In the U.S., there are many different types of employment. For instance, some workers are part-time while others are full. Some are salaried employees while others work on an hourly-bases (also called exempt or non-exempt, respectively). Among the highest-level of employment classification is the distinction between employees and independent contractors.
These differences may seem like simple labels used merely to categorize the American workforce; in reality however, they have wide-ranging implications for employers (and employees, for that matter) in terms of worker rights, compensation, and state and federal taxation.
Classifying your new hire as an employee or an independent contractor is an important first step in the onboarding process. Employers that misclassify their workers—whether by-accident or with malign-intent—can face financial penalties and other legal ramifications. For this reason, it’s crucial that employers understand the difference between an employee and an independent contractor.
Employee or an Independent Contractor?
When defining the term independent contractor, the key work to consider is independent. The independent contractor is their own discrete business entity. This is in-contrast to company employees, who are not an independent business, but rather workers within a company that operate as a part of that business.
This distinction seems intuitive enough, however, there is substantial grey area. Consider an independent contractor that works 36 hours per week for the same small business three months of the year. Are they a seasonal employee or a contractor?
In certain situations, the line between employee and contractor can get incredibly fine. This is important, as it’s the responsibility of the hiring company to determine an accurate and consistent classification for each new hire. Here are a few tips from the IRS for making this important determination:
- - Does the company have the right of control over what the worker does?
- - Does the company administer the financial and business aspects of the worker’s job?
- - Does the company provide ‘typical’ benefits to the worker (ie. personal time-off, 401k plans, pensions, health or dental insurance)?
- - Does the company provide equipment or tools for the worker?
The first point here (the right of control) is of particular importance. State and federal agencies, such as the IRS, normally rely on the “right of control” test to determine whether a worker is an employee or independent contractor. Can the company control what the worker works on, as well as when they work and how they perform their job? Or, on the other hand, is the company’s input limited to accepting or rejecting the final results?
This test is grossly ambiguous, and tends to disintegrate when you consider more experienced, trusted, and independent employees that—despite their status as an employee—tend not to be told how to do their job. Nonetheless, this is the main IRS assessment when determining the status of a worker.
States are also interested in the distinction between employees and contractors, as it has implications in workers compensation and unemployment insurance laws. They too tend to use the right of control test, but also focus on the financial relationship between company and worker. This is called the economic realities test, and it considers the degree that the worker is economically dependent upon the business (assuming that independent contractors tend to be more financially independent than company employees).

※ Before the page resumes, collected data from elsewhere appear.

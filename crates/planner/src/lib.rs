//! Planner builds a `Plan` DAG from a `MigrationRequest` and the current
//! `Topology` (§4.5): dependency grouping, topological ordering into
//! stages, shard expansion, cycle detection, and an advisory cost
//! estimate.

use models::{
    MigrationRequest, Plan, RequestStep, Stage, Step, StepId, StepKind, StepScope, StoreClass,
};
use std::collections::{BTreeMap, BTreeSet, VecDeque};
use topology::Topology;

#[derive(Debug, thiserror::Error)]
pub enum PlanError {
    #[error("plan contains a dependency cycle reachable from step {step_id:?}")]
    Cycle { step_id: String },
    #[error("step {step_id:?} declares a dependency on unknown step {depends_on:?}")]
    UnknownDependency { step_id: String, depends_on: String },
    #[error(transparent)]
    Topology(#[from] anyhow::Error),
}

/// Builds a `Plan` for `request` against `topology`'s current snapshot.
/// Cyclic dependencies are rejected before any shard expansion is
/// performed, per §4.5.
#[tracing::instrument(skip(request, topology), fields(request_id = %request.request_id))]
pub async fn plan(request: &MigrationRequest, topology: &Topology) -> Result<Plan, PlanError> {
    detect_cycle(&request.steps)?;

    let (topology_version, shards) = topology.shards_of(request.store_class);

    let expanded = expand_steps(&request.steps, request.store_class, topology)?;

    let stages = layer_into_stages(&expanded)?;
    let digest = digest_of(&request.request_id.to_string(), &stages);

    tracing::info!(
        shards = shards.len(),
        steps = expanded.len(),
        stages = stages.len(),
        "plan built"
    );

    Ok(Plan {
        request_id: request.request_id,
        store_class: request.store_class,
        topology_version,
        stages,
        digest,
    })
}

/// Kahn's-algorithm cycle check over the *request-level* step graph, before
/// any shard expansion -- a cycle at this level is always a cycle after
/// expansion too, and failing fast here avoids wasted topology calls.
fn detect_cycle(steps: &[RequestStep]) -> Result<(), PlanError> {
    let by_id: BTreeMap<&str, &RequestStep> =
        steps.iter().map(|s| (s.step_id.as_str(), s)).collect();

    for step in steps {
        for dep in &step.depends_on {
            if !by_id.contains_key(dep.as_str()) {
                return Err(PlanError::UnknownDependency {
                    step_id: step.step_id.clone(),
                    depends_on: dep.clone(),
                });
            }
        }
    }

    let mut in_degree: BTreeMap<&str, usize> =
        steps.iter().map(|s| (s.step_id.as_str(), 0)).collect();
    for step in steps {
        for _dep in &step.depends_on {
            *in_degree.get_mut(step.step_id.as_str()).unwrap() += 1;
        }
    }

    let mut queue: VecDeque<&str> = in_degree
        .iter()
        .filter(|(_, deg)| **deg == 0)
        .map(|(id, _)| *id)
        .collect();

    let mut visited = 0usize;
    let mut remaining = in_degree.clone();

    while let Some(id) = queue.pop_front() {
        visited += 1;
        for step in steps {
            if step.depends_on.iter().any(|d| d == id) {
                let entry = remaining.get_mut(step.step_id.as_str()).unwrap();
                *entry -= 1;
                if *entry == 0 {
                    queue.push_back(step.step_id.as_str());
                }
            }
        }
    }

    if visited != steps.len() {
        let step_id = steps
            .iter()
            .find(|s| remaining.get(s.step_id.as_str()).copied().unwrap_or(0) > 0)
            .map(|s| s.step_id.clone())
            .unwrap_or_else(|| "<unknown>".to_string());
        return Err(PlanError::Cycle { step_id });
    }

    Ok(())
}

/// ExpandedStep is an intermediate form before stage layering: a concrete
/// `Step` plus the dependencies inherited from its parent `RequestStep`.
struct ExpandedStep {
    step: Step,
}

fn expand_steps(
    steps: &[RequestStep],
    store_class: StoreClass,
    topology: &Topology,
) -> Result<Vec<ExpandedStep>, PlanError> {
    let (_version, all_shards) = topology.shards_of(store_class);

    // For each request step, the set of concrete StepIds it expands to.
    let mut expansions: BTreeMap<&str, Vec<StepId>> = BTreeMap::new();
    let mut out = Vec::new();

    for step in steps {
        let shards = match &step.scope {
            StepScope::AllShards => all_shards.clone(),
            StepScope::SingleShard { routing_key } => {
                vec![topology.route(routing_key, store_class)?]
            }
        };

        let ids: Vec<StepId> = shards
            .iter()
            .map(|shard| StepId {
                step_id: step.step_id.clone(),
                shard: *shard,
            })
            .collect();
        expansions.insert(step.step_id.as_str(), ids.clone());

        for (shard, id) in shards.iter().zip(ids.iter()) {
            out.push(ExpandedStep {
                step: Step {
                    id: id.clone(),
                    kind: step.kind,
                    payload_ref: step.payload_ref.clone(),
                    // Filled in below once every step's expansion is known.
                    dependencies: BTreeSet::new(),
                    estimated_items: step
                        .estimated_items
                        .map(|n| n / shard_divisor(&step.scope, *shard, &all_shards)),
                },
            });
        }
    }

    // Wire dependencies: a data step depending on an all-shards schema step
    // depends on every one of its shard expansions, since the invariant in
    // §4.5 is "completed on every shard it targets"; a step depending on a
    // single-shard step depends on that one expansion only.
    for step in steps {
        let deps: Vec<StepId> = step
            .depends_on
            .iter()
            .flat_map(|dep_id| expansions.get(dep_id.as_str()).cloned().unwrap_or_default())
            .collect();

        for expanded in out.iter_mut() {
            if expanded.step.id.step_id == step.step_id {
                expanded.step.dependencies.extend(deps.clone());
            }
        }
    }

    Ok(out)
}

fn shard_divisor(scope: &StepScope, _shard: models::ShardId, all_shards: &[models::ShardId]) -> u64 {
    match scope {
        StepScope::AllShards => all_shards.len().max(1) as u64,
        StepScope::SingleShard { .. } => 1,
    }
}

/// Groups expanded steps into topological-level stages: stage N+1 contains
/// only steps whose dependencies lie entirely in stages 0..=N.
fn layer_into_stages(expanded: &[ExpandedStep]) -> Result<Vec<Stage>, PlanError> {
    let mut remaining: Vec<&Step> = expanded.iter().map(|e| &e.step).collect();
    let mut placed: BTreeSet<StepId> = BTreeSet::new();
    let mut stages = Vec::new();

    while !remaining.is_empty() {
        let (ready, not_ready): (Vec<&Step>, Vec<&Step>) = remaining
            .into_iter()
            .partition(|s| s.dependencies.iter().all(|d| placed.contains(d)));

        if ready.is_empty() {
            let step_id = not_ready
                .first()
                .map(|s| s.id.to_string())
                .unwrap_or_else(|| "<unknown>".to_string());
            return Err(PlanError::Cycle { step_id });
        }

        // Bias scheduling toward the longest critical path: within a stage,
        // sort by estimated cost descending (§4.5's advisory hint consumed
        // later by the Orchestrator's dispatch queue).
        let mut ready = ready;
        ready.sort_by(|a, b| b.estimated_items.cmp(&a.estimated_items));

        for step in &ready {
            placed.insert(step.id.clone());
        }
        stages.push(Stage {
            steps: ready.into_iter().cloned().collect(),
        });

        remaining = not_ready;
    }

    Ok(stages)
}

fn digest_of(request_id: &str, stages: &[Stage]) -> String {
    let mut hasher_input = String::from(request_id);
    for stage in stages {
        for step in &stage.steps {
            hasher_input.push('|');
            hasher_input.push_str(&step.id.to_string());
            hasher_input.push(':');
            hasher_input.push_str(&step.payload_ref);
        }
        hasher_input.push(';');
    }
    format!("{:016x}", fnv1a(hasher_input.as_bytes()))
}

fn fnv1a(bytes: &[u8]) -> u64 {
    const OFFSET: u64 = 0xcbf29ce484222325;
    const PRIME: u64 = 0x100000001b3;
    let mut hash = OFFSET;
    for b in bytes {
        hash ^= *b as u64;
        hash = hash.wrapping_mul(PRIME);
    }
    hash
}

#[cfg(test)]
mod test {
    use super::*;
    use models::{ConcurrencyHint, Id, RollbackPolicy};

    fn request(steps: Vec<RequestStep>) -> MigrationRequest {
        MigrationRequest {
            request_id: Id::from_hex("0000000000000001").unwrap(),
            name: "test".into(),
            store_class: StoreClass::Document,
            steps,
            depends_on: vec![],
            concurrency_hint: ConcurrencyHint::default(),
            idempotency_key: "key-1".into(),
            rollback_policy: RollbackPolicy::Compensate,
            cross_shard_probes: vec![],
        }
    }

    async fn topology_with_shards(n: u32) -> Topology {
        let source = topology::StaticSource::new(vec![(StoreClass::Document, n)]);
        Topology::new(Box::new(source)).await.unwrap()
    }

    #[tokio::test]
    async fn expands_all_shards_step_and_orders_schema_before_data() {
        let steps = vec![
            RequestStep {
                step_id: "add_version_column".into(),
                kind: StepKind::Schema,
                scope: StepScope::AllShards,
                payload_ref: "schema/add_version".into(),
                depends_on: vec![],
                estimated_items: None,
            },
            RequestStep {
                step_id: "backfill_version".into(),
                kind: StepKind::Data,
                scope: StepScope::AllShards,
                payload_ref: "transform/set_version".into(),
                depends_on: vec!["add_version_column".into()],
                estimated_items: Some(300),
            },
        ];

        let topology = topology_with_shards(3).await;
        let plan = plan(&request(steps), &topology).await.unwrap();

        assert_eq!(plan.step_count(), 6); // 2 steps x 3 shards
        assert_eq!(plan.stages.len(), 2);
        assert!(plan.stages[0].steps.iter().all(|s| s.kind == StepKind::Schema));
        assert!(plan.stages[1].steps.iter().all(|s| s.kind == StepKind::Data));
    }

    #[tokio::test]
    async fn self_dependency_is_rejected_as_a_cycle() {
        let steps = vec![RequestStep {
            step_id: "a".into(),
            kind: StepKind::Schema,
            scope: StepScope::AllShards,
            payload_ref: "x".into(),
            depends_on: vec!["a".into()],
            estimated_items: None,
        }];

        let topology = topology_with_shards(1).await;
        let err = plan(&request(steps), &topology).await.unwrap_err();
        assert!(matches!(err, PlanError::Cycle { .. }));
    }

    #[tokio::test]
    async fn plan_digest_is_stable_for_identical_input() {
        let steps = vec![RequestStep {
            step_id: "a".into(),
            kind: StepKind::Schema,
            scope: StepScope::AllShards,
            payload_ref: "x".into(),
            depends_on: vec![],
            estimated_items: None,
        }];

        let topology = topology_with_shards(2).await;
        let first = plan(&request(steps.clone()), &topology).await.unwrap();
        let second = plan(&request(steps), &topology).await.unwrap();
        assert_eq!(first.digest, second.digest);
    }
}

The Consequences of Misclassification
So, we’ve seen that there is no bona fide test for government officials to determine the classification of a new worker, but why do they care to begin with? The IRS and other State revenue agencies are incredibly involved in the employee/contractor distinction because it has major legal implications in terms of worker rights, compensation, and—most importantly—taxation.
In short, when a new worker is classified as an employee, the company is required to withhold income taxes, social security, Medicare, and other state dues from their paycheck. Conversely, when the new hire is an independent contractor, these taxes generally aren’t withheld. In other words, federal and state taxation only applies to the employee-business working relationship. However, hiring an independent contractor is more akin to a business-to-business relationship, thus these taxes largely don’t apply.
From a company’s perspective, this means that it’s notably less expensive to hire an independent contractor than a full- or part-time company employee. As one may imagine, many owners choose to intentionally misclassify employees as contractors to protect their financial bottom line—albeit illegally. Although this is undoubtedly unlawful, it’s particularly difficult for officials to detect and prevent. The labor department estimates that over a quarter of all U.S. companies misclassify workers, costing the government billions of dollars each year.
At the very least, the legal consequences of misclassification will include payment of back-taxes. The ramifications only increase when the misclassification is done intentionally, and repeat-offenders will incur substantial financial penalties or even jail-time.
Remember, the ‘employee/contractor’ classification has legal implications on two levels: the State and the Federal. So when a company is penalized for misclassification—either intentionally or by-accident—the disciplinary actions are two-fold.
For business owners, your best bet is an accurate and fair classification immediately following a new hire. Because the correct determination can be tricky, an attorney with experience in business or employment law can be of great assistance.